---- DATA EXCERPTS

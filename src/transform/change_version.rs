use crate::archive::reader::ArchiveReader;
use crate::archive::version::PackVersion;
use crate::error::{PckError, Result};
use crate::lock;
use crate::report::Report;
use std::io::{Seek, SeekFrom};
use std::path::Path;

/// Byte offset of the version fields from the header start
const VERSION_OFFSET: u64 = 4;

/// Overwrite the four version integers of the package in `path`.
///
/// Works on standalone and embedded packages. Nothing but the version
/// fields is written, so the pack format may only change between formats
/// that share a header layout.
pub fn change_version(path: &Path, version: &str) -> Result<Report> {
    let version = PackVersion::parse(version)?;

    let (header_start, previous) = {
        let reader = ArchiveReader::open(path)?;
        (reader.header_start(), reader.version())
    };

    if previous.layout()? != version.layout()? {
        return Err(PckError::VersionInvalid(format!(
            "cannot change pack format {} to {} in place",
            previous.pack_format, version.pack_format
        )));
    }

    let mut file = lock::open_locked(path)?;
    file.seek(SeekFrom::Start(header_start + VERSION_OFFSET))?;
    version.write_to(&mut file)?;
    file.sync_all()?;

    let mut report = Report::new();
    report.step(format!(
        "Changed version of {} from {} to {}",
        path.display(),
        previous,
        version
    ));
    Ok(report)
}
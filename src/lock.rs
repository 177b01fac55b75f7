//! Advisory file locks.
//!
//! Locks are cooperative: a mutation first takes an exclusive lock on its
//! target and fails fast with `LockedOrInUse` instead of waiting.

use crate::error::{PckError, Result};
use std::fs::{File, OpenOptions, TryLockError};
use std::io;
use std::path::Path;

fn lock_error(path: &Path, err: TryLockError) -> PckError {
    match err {
        TryLockError::WouldBlock => PckError::LockedOrInUse(path.display().to_string()),
        TryLockError::Error(e) => PckError::Io(e),
    }
}

/// Take a shared lock for reading.
pub fn lock_shared(file: &File, path: &Path) -> Result<()> {
    file.try_lock_shared().map_err(|e| lock_error(path, e))
}

/// Take an exclusive lock for writing.
pub fn lock_exclusive(file: &File, path: &Path) -> Result<()> {
    file.try_lock().map_err(|e| lock_error(path, e))
}

/// Open an existing file for read+write and lock it exclusively.
pub fn open_locked(path: &Path) -> Result<File> {
    let file = OpenOptions::new()
        .read(true)
        .write(true)
        .open(path)
        .map_err(|e| match e.kind() {
            io::ErrorKind::PermissionDenied => PckError::LockedOrInUse(path.display().to_string()),
            _ => PckError::on_open(path, e),
        })?;
    lock_exclusive(&file, path)?;
    Ok(file)
}

/// Fail if someone else holds a lock on `path`. A missing file is fine.
pub fn ensure_unlocked(path: &Path) -> Result<()> {
    let file = match File::open(path) {
        Ok(file) => file,
        Err(e) if e.kind() == io::ErrorKind::NotFound => return Ok(()),
        Err(e) => return Err(PckError::Io(e)),
    };
    if file.metadata()?.is_dir() {
        return Err(PckError::InvalidArgument(format!(
            "{} is a directory",
            path.display()
        )));
    }
    lock_exclusive(&file, path)
}

#[cfg(test)]
mod tests {
    use super::*;
    use tempfile::TempDir;

    #[test]
    fn test_exclusive_lock_conflicts() {
        let dir = TempDir::new().unwrap();
        let path = dir.path().join("held.bin");
        std::fs::write(&path, b"data").unwrap();

        let holder = File::open(&path).unwrap();
        holder.try_lock().unwrap();

        assert!(matches!(
            ensure_unlocked(&path),
            Err(PckError::LockedOrInUse(_))
        ));
        assert!(matches!(open_locked(&path), Err(PckError::LockedOrInUse(_))));

        drop(holder);
        ensure_unlocked(&path).unwrap();
        open_locked(&path).unwrap();
    }

    #[test]
    fn test_shared_locks_coexist() {
        let dir = TempDir::new().unwrap();
        let path = dir.path().join("shared.bin");
        std::fs::write(&path, b"data").unwrap();

        let a = File::open(&path).unwrap();
        let b = File::open(&path).unwrap();
        lock_shared(&a, &path).unwrap();
        lock_shared(&b, &path).unwrap();
        assert!(ensure_unlocked(&path).is_err());
    }

    #[test]
    fn test_missing_file_is_unlocked() {
        let dir = TempDir::new().unwrap();
        ensure_unlocked(&dir.path().join("nope")).unwrap();
        assert!(matches!(
            open_locked(&dir.path().join("nope")),
            Err(PckError::NotFound(_))
        ));
    }
}
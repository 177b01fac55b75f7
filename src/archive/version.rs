use crate::archive::format::{read_u32, Layout};
use crate::error::{PckError, Result};
use serde::Serialize;
use std::fmt;
use std::io::{Read, Write};
use std::str::FromStr;

/// Size of the version block that follows the magic tag
pub const VERSION_SIZE: u64 = 16;

/// Pack format version plus the engine version the package was built for.
///
/// Ordering is lexicographic over `(pack_format, major, minor, revision)`.
#[derive(Debug, Clone, Copy, PartialEq, Eq, PartialOrd, Ord, Hash, Serialize)]
pub struct PackVersion {
    pub pack_format: u32,
    pub major: u32,
    pub minor: u32,
    pub revision: u32,
}

impl PackVersion {
    pub fn new(pack_format: u32, major: u32, minor: u32, revision: u32) -> Self {
        Self {
            pack_format,
            major,
            minor,
            revision,
        }
    }

    /// Parse `pack.major.minor[.revision]`.
    ///
    /// The revision defaults to 0 when omitted. Components must be plain
    /// decimal digits and the pack format must name a known layout.
    pub fn parse(text: &str) -> Result<Self> {
        let invalid = || PckError::VersionInvalid(text.to_string());

        let parts: Vec<&str> = text.trim().split('.').collect();
        if parts.len() != 3 && parts.len() != 4 {
            return Err(invalid());
        }

        let mut values = [0u32; 4];
        for (slot, part) in values.iter_mut().zip(&parts) {
            if part.is_empty() || !part.bytes().all(|b| b.is_ascii_digit()) {
                return Err(invalid());
            }
            *slot = part.parse().map_err(|_| invalid())?;
        }

        let version = Self::new(values[0], values[1], values[2], values[3]);
        if !version.is_valid() {
            return Err(invalid());
        }
        Ok(version)
    }

    /// Whether the pack format maps to a supported layout
    pub fn is_valid(&self) -> bool {
        Layout::for_format(self.pack_format).is_ok()
    }

    /// Directory layout selected by the pack format
    pub fn layout(&self) -> Result<Layout> {
        Layout::for_format(self.pack_format)
    }

    /// Engine version as `major.minor.revision`
    pub fn engine(&self) -> String {
        format!("{}.{}.{}", self.major, self.minor, self.revision)
    }

    pub(crate) fn write_to<W: Write>(&self, mut writer: W) -> Result<()> {
        writer.write_all(&self.pack_format.to_le_bytes())?;
        writer.write_all(&self.major.to_le_bytes())?;
        writer.write_all(&self.minor.to_le_bytes())?;
        writer.write_all(&self.revision.to_le_bytes())?;
        Ok(())
    }

    pub(crate) fn read_from<R: Read>(mut reader: R) -> Result<Self> {
        let pack_format = read_u32(&mut reader)?;
        let major = read_u32(&mut reader)?;
        let minor = read_u32(&mut reader)?;
        let revision = read_u32(&mut reader)?;
        Ok(Self::new(pack_format, major, minor, revision))
    }
}

impl fmt::Display for PackVersion {
    fn fmt(&self, f: &mut fmt::Formatter<'_>) -> fmt::Result {
        write!(
            f,
            "{}.{}.{}.{}",
            self.pack_format, self.major, self.minor, self.revision
        )
    }
}

impl FromStr for PackVersion {
    type Err = PckError;

    fn from_str(s: &str) -> Result<Self> {
        Self::parse(s)
    }
}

--------

**WORK ITEM:** Beginning at the line with "Err(e) if e.kind()" and ending at the line with "let a = File::open(&path).unwrap();", reproduce each line of the data above exactly, and add no other lines.

**YOUR SOLUTION:**
        Err(e) if e.kind() == io::ErrorKind::NotFound => return Ok(()),
        Err(e) => return Err(PckError::Io(e)),
    };
    if file.metadata()?.is_dir() {
        return Err(PckError::InvalidArgument(format!(
            "{} is a directory",
            path.display()
        )));
    }
    lock_exclusive(&file, path)
}

#[cfg(test)]
mod tests {
    use super::*;
    use tempfile::TempDir;

    #[test]
    fn test_exclusive_lock_conflicts() {
        let dir = TempDir::new().unwrap();
        let path = dir.path().join("held.bin");
        std::fs::write(&path, b"data").unwrap();

        let holder = File::open(&path).unwrap();
        holder.try_lock().unwrap();

        assert!(matches!(
            ensure_unlocked(&path),
            Err(PckError::LockedOrInUse(_))
        ));
        assert!(matches!(open_locked(&path), Err(PckError::LockedOrInUse(_))));

        drop(holder);
        ensure_unlocked(&path).unwrap();
        open_locked(&path).unwrap();
    }

    #[test]
    fn test_shared_locks_coexist() {
        let dir = TempDir::new().unwrap();
        let path = dir.path().join("shared.bin");
        std::fs::write(&path, b"data").unwrap();

        let a = File::open(&path).unwrap();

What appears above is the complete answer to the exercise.